[Stored data]
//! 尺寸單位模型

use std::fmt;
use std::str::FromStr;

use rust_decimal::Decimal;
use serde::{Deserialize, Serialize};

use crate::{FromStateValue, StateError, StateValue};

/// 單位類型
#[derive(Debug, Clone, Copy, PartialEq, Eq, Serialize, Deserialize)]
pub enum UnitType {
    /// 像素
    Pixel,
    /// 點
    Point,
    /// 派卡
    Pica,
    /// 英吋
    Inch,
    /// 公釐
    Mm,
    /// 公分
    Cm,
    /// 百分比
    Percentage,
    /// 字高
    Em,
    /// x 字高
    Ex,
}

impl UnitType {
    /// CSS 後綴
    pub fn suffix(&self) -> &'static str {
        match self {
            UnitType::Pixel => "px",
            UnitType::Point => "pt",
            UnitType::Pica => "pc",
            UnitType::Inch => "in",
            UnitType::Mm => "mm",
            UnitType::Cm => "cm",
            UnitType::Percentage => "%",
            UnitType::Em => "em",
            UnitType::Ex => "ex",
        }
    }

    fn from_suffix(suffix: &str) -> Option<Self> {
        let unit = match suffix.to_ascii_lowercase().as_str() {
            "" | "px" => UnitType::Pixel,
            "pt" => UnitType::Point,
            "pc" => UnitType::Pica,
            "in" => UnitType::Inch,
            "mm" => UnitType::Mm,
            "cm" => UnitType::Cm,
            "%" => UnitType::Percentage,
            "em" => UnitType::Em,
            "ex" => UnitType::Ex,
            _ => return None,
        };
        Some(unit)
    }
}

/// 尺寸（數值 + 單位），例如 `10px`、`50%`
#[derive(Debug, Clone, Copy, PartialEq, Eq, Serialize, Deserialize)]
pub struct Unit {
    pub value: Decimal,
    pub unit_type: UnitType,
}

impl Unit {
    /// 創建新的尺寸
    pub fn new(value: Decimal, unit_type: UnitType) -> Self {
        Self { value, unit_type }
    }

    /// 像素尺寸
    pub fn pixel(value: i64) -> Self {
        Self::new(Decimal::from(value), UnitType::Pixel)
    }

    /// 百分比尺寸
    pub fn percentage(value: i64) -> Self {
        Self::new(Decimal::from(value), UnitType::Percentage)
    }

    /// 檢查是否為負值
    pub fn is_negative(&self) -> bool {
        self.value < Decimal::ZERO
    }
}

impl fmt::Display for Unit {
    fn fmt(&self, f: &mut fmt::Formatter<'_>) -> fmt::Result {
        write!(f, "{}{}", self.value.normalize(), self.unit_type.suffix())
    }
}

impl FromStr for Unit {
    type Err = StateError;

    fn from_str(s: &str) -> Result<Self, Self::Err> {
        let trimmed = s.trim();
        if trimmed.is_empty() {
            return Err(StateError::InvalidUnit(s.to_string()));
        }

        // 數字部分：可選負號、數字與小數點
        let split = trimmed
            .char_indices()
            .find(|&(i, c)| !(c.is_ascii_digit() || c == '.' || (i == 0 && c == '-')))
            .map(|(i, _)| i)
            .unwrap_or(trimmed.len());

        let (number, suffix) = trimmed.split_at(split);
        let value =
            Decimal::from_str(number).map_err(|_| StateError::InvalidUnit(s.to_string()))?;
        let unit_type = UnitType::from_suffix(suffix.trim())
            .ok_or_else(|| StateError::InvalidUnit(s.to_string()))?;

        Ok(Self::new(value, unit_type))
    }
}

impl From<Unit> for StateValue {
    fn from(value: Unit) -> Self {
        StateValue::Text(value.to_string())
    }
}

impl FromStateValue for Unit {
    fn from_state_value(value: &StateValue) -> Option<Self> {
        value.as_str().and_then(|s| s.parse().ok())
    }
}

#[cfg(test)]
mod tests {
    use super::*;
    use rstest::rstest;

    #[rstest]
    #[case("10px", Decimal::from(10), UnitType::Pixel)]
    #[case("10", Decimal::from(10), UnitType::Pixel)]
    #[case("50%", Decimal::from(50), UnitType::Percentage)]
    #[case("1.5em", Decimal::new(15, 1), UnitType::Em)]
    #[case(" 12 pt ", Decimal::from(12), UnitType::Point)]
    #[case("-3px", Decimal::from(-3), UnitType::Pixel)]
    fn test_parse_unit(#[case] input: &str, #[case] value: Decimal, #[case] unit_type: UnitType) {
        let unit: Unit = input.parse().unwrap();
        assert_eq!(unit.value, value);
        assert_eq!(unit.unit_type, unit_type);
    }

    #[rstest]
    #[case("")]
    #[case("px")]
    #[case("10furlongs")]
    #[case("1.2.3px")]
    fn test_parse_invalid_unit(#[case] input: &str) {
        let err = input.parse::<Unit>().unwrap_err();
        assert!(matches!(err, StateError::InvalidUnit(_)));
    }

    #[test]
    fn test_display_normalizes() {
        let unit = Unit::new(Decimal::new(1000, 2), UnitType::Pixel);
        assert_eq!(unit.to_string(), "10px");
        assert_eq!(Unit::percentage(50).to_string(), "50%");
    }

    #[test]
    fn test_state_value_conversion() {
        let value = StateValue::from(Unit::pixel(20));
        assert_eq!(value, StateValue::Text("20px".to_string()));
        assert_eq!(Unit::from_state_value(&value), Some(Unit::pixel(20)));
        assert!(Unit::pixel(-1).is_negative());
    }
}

What you need to do:
Wherever a line of the data holds "InvalidUnit", copy that line.

Solution:
            return Err(StateError::InvalidUnit(s.to_string()));
            Decimal::from_str(number).map_err(|_| StateError::InvalidUnit(s.to_string()))?;
            .ok_or_else(|| StateError::InvalidUnit(s.to_string()))?;
        assert!(matches!(err, StateError::InvalidUnit(_)));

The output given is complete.